> **What is being asked**
Examine each line of the data. Copy those that contain the string "async".

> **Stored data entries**
*** Block opens ***

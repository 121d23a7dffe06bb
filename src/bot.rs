use teloxide::prelude::*;
use teloxide::types::{
  InlineKeyboardButton, InlineKeyboardMarkup, ParseMode, Recipient, UserId,
  WebAppInfo,
};
use teloxide::utils::command::BotCommands;

use crate::prelude::*;
use crate::state::App;
use crate::sv::task::TaskKind;

#[derive(BotCommands, Clone)]
#[command(rename_rule = "lowercase")]
enum Command {
  // --- PUBLIC COMMANDS ---
  Start,
  Balance,
  Help,

  // --- ADMIN COMMANDS ---
  Info(i64),
  #[command(parse_with = "split")]
  Points(i64, i64),
  #[command(parse_with = "split")]
  Revoke(i64, String),
  Unrefer(i64),
  #[command(parse_with = "split")]
  Refund(i64, i32),
  Stats,
  Backup,
}

trait BotExt {
  async fn reply_to(
    &self,
    chat_id: ChatId,
    text: impl ToString,
  ) -> ResponseResult<()>;

  async fn infer_username(&self, chat_id: ChatId) -> String;
}

impl BotExt for Bot {
  async fn reply_to(
    &self,
    chat_id: ChatId,
    text: impl ToString,
  ) -> ResponseResult<()> {
    self
      .send_message(chat_id, text.to_string())
      .parse_mode(ParseMode::Html)
      .await?;
    Ok(())
  }

  async fn infer_username(&self, chat_id: ChatId) -> String {
    match self.get_chat(chat_id).await {
      Ok(chat) => {
        if let Some(username) = chat.username() {
          format!("@{}", username)
        } else {
          format!("tg://user?id={}\">", chat_id)
        }
      }
      Err(_) => {
        format!("<code>{}</code> (API Error)", chat_id)
      }
    }
  }
}

/// Live membership check against the campaign channel. A Telegram API
/// error about the user (never seen in the channel) reads as "not a
/// member"; transport errors propagate.
pub async fn is_channel_member(
  bot: &Bot,
  channel: &str,
  tg_user_id: i64,
) -> Result<bool> {
  let chat = Recipient::ChannelUsername(format!("@{channel}"));

  match bot.get_chat_member(chat, UserId(tg_user_id as u64)).await {
    Ok(member) => Ok(
      member.kind.is_owner()
        || member.kind.is_administrator()
        || member.kind.is_member(),
    ),
    Err(teloxide::RequestError::Api(_)) => Ok(false),
    Err(err) => Err(err.into()),
  }
}

fn help_text(admin: bool) -> String {
  let mut text = String::from("<b>Talentsy Campaign Bot</b>\n\n");

  text.push_str("/start - Start bot\n");
  text.push_str("/balance - Your points and progress\n");
  text.push_str("/help - Show this menu\n");

  if admin {
    text.push_str("\n<b>Admin Commands:</b>\n");
    text.push_str("/info <code>id</code> - user info\n");
    text.push_str("/points <code>id</code> <code>n</code> - set balance\n");
    text.push_str(
      "/revoke <code>id</code> <code>task</code> - revoke task reward\n",
    );
    text.push_str("/unrefer <code>id</code> - detach referral\n");
    text.push_str(
      "/refund <code>id</code> <code>prize</code> - refund exchange\n",
    );
    text.push_str("/stats - campaign stats\n");
    text.push_str("/backup - force backup db\n");
  }

  text
}

async fn update(
  app: Arc<App>,
  bot: Bot,
  msg: Message,
  cmd: Command,
) -> ResponseResult<()> {
  let user_id = msg.chat.id.0;
  let is_admin = app.admins.contains(&user_id);

  match cmd {
    Command::Start => {
      let text = "Добро пожаловать в Talentsy! Откройте мини-приложение, \
                  чтобы зарабатывать баллы и обменивать их на призы.";

      match app.config.webapp_url.parse() {
        Ok(url) => {
          let keyboard = InlineKeyboardMarkup::default().append_row([
            InlineKeyboardButton::web_app(
              "🚀 Открыть приложение",
              WebAppInfo { url },
            ),
          ]);
          bot
            .send_message(msg.chat.id, text)
            .parse_mode(ParseMode::Html)
            .reply_markup(keyboard)
            .await?;
        }
        // misconfigured link still leaves the bot usable
        Err(_) => bot.reply_to(msg.chat.id, text).await?,
      }
    }
    Command::Help => {
      bot.reply_to(msg.chat.id, help_text(is_admin)).await?;
    }
    Command::Balance => {
      let sv = app.sv();
      match sv.stats.profile(user_id).await {
        Ok(profile) => {
          let text = format!(
            "💎 <b>Ваш баланс: {}</b>\nТапов сегодня: {}/{}\nПриглашено друзей: {}",
            profile.user.points,
            profile.taps_today,
            crate::sv::tap::DAILY_TAP_LIMIT,
            profile.referral_count,
          );
          bot.reply_to(msg.chat.id, text).await?;
        }
        Err(Error::UserNotFound) => {
          bot
            .reply_to(
              msg.chat.id,
              "Вы ещё не запускали мини-приложение. Начните с него!",
            )
            .await?;
        }
        Err(err) => {
          error!("balance lookup failed: {err}");
          bot.reply_to(msg.chat.id, "Что-то пошло не так, попробуйте позже.").await?;
        }
      }
    }
    _ => {}
  }

  if is_admin {
    let _ = bot.set_my_commands(Command::bot_commands()).await;
    admin_space(app, bot, msg, cmd).await?;
  }

  Ok(())
}

async fn admin_space(
  app: Arc<App>,
  bot: Bot,
  msg: Message,
  cmd: Command,
) -> ResponseResult<()> {
  let sv = app.sv();

  match cmd {
    Command::Info(user_id) => match sv.stats.profile(user_id).await {
      Ok(profile) => {
        let username = bot.infer_username(ChatId(user_id)).await;
        let total_taps = sv.tap.total_taps(user_id).await.unwrap_or(0);

        let resp = format!(
          "👤 <b>User Info</b>\nWho: {}\nJoined: {}\nPoints: {}\nOnboarded: {}\nQuiz: {} | Keyword: {} | Channel: {} | Phone: {}\nReferrals: {}\nTaps (total): {}\nExchanges: {}\nSource: {}",
          username,
          utils::format_date(profile.user.created_at),
          profile.user.points,
          profile.user.onboarding_completed,
          profile.quiz_completed,
          profile.keyword_completed,
          profile.telegram_subscribed,
          profile.phone_registered,
          profile.referral_count,
          total_taps,
          profile.exchanges.len(),
          profile.user.start_source.as_deref().unwrap_or("-"),
        );
        bot.reply_to(msg.chat.id, resp).await?;
      }
      Err(Error::UserNotFound) => {
        bot.reply_to(msg.chat.id, "User not found").await?
      }
      Err(err) => bot.reply_to(msg.chat.id, format!("DB Error: {err}")).await?,
    },
    Command::Points(user_id, points) => {
      match sv.user.set_points(user_id, points).await {
        Ok(_) => {
          app.events.publish(crate::events::Topic::Balance, user_id);
          bot
            .reply_to(msg.chat.id, format!("Balance set to <b>{points}</b>"))
            .await?
        }
        Err(err) => bot.reply_to(msg.chat.id, format!("Error: {err}")).await?,
      }
    }
    Command::Revoke(user_id, task) => match TaskKind::parse(&task) {
      Some(kind) => match sv.task.revoke(user_id, kind).await {
        Ok(true) => {
          app.events.publish(crate::events::Topic::Tasks, user_id);
          bot.reply_to(msg.chat.id, "🚫 Task reward revoked").await?
        }
        Ok(false) => bot.reply_to(msg.chat.id, "Nothing to revoke").await?,
        Err(err) => bot.reply_to(msg.chat.id, format!("Error: {err}")).await?,
      },
      None => {
        bot
          .reply_to(
            msg.chat.id,
            "Unknown task. One of: quiz, keyword, telegram, phone",
          )
          .await?
      }
    },
    Command::Unrefer(user_id) => match sv.referral.unlink(user_id).await {
      Ok(true) => bot.reply_to(msg.chat.id, "✅ Referral detached").await?,
      Ok(false) => bot.reply_to(msg.chat.id, "No referral found").await?,
      Err(err) => bot.reply_to(msg.chat.id, format!("Error: {err}")).await?,
    },
    Command::Refund(user_id, prize_id) => {
      match sv.prize.refund(user_id, prize_id).await {
        Ok(true) => {
          app.events.publish(crate::events::Topic::Balance, user_id);
          bot.reply_to(msg.chat.id, "✅ Exchange refunded").await?
        }
        Ok(false) => bot.reply_to(msg.chat.id, "No such exchange").await?,
        Err(err) => bot.reply_to(msg.chat.id, format!("Error: {err}")).await?,
      }
    }
    Command::Stats => match sv.stats.totals().await {
      Ok(totals) => {
        let message = format!(
          "📊 <b>Campaign «{}»</b>\nUsers: {} ({} repeat)\nReferrals: {}\nQuiz: {} | Keyword: {} | Channel: {} | Phone: {}\nExchanges: {}",
          app.config.campaign,
          totals.users,
          totals.repeat_users,
          totals.referrals,
          totals.quiz_completions,
          totals.keyword_completions,
          totals.telegram_subscriptions,
          totals.phone_registrations,
          totals.exchanges,
        );
        bot.reply_to(msg.chat.id, message).await?;
      }
      Err(err) => bot.reply_to(msg.chat.id, format!("DB Error: {err}")).await?,
    },
    Command::Backup => {
      if let Err(err) = app.perform_backup(msg.chat.id).await {
        bot.reply_to(msg.chat.id, format!("Backup failed: {err}")).await?;
      }
    }
    _ => {}
  };

  Ok(())
}

pub async fn run_bot(app: Arc<App>) {
  let bot = app.bot.clone();
  let handler = Update::filter_message().filter_command::<Command>().endpoint(
    move |bot: Bot, msg: Message, cmd: Command| {
      let app = app.clone();
      update(app, bot, msg, cmd)
    },
  );

  Dispatcher::builder(bot, handler).build().dispatch().await;
}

*** Block closes ***

> **Solution**
  async fn reply_to(
  async fn infer_username(&self, chat_id: ChatId) -> String;
  async fn reply_to(
  async fn infer_username(&self, chat_id: ChatId) -> String {
pub async fn is_channel_member(
async fn update(
async fn admin_space(
pub async fn run_bot(app: Arc<App>) {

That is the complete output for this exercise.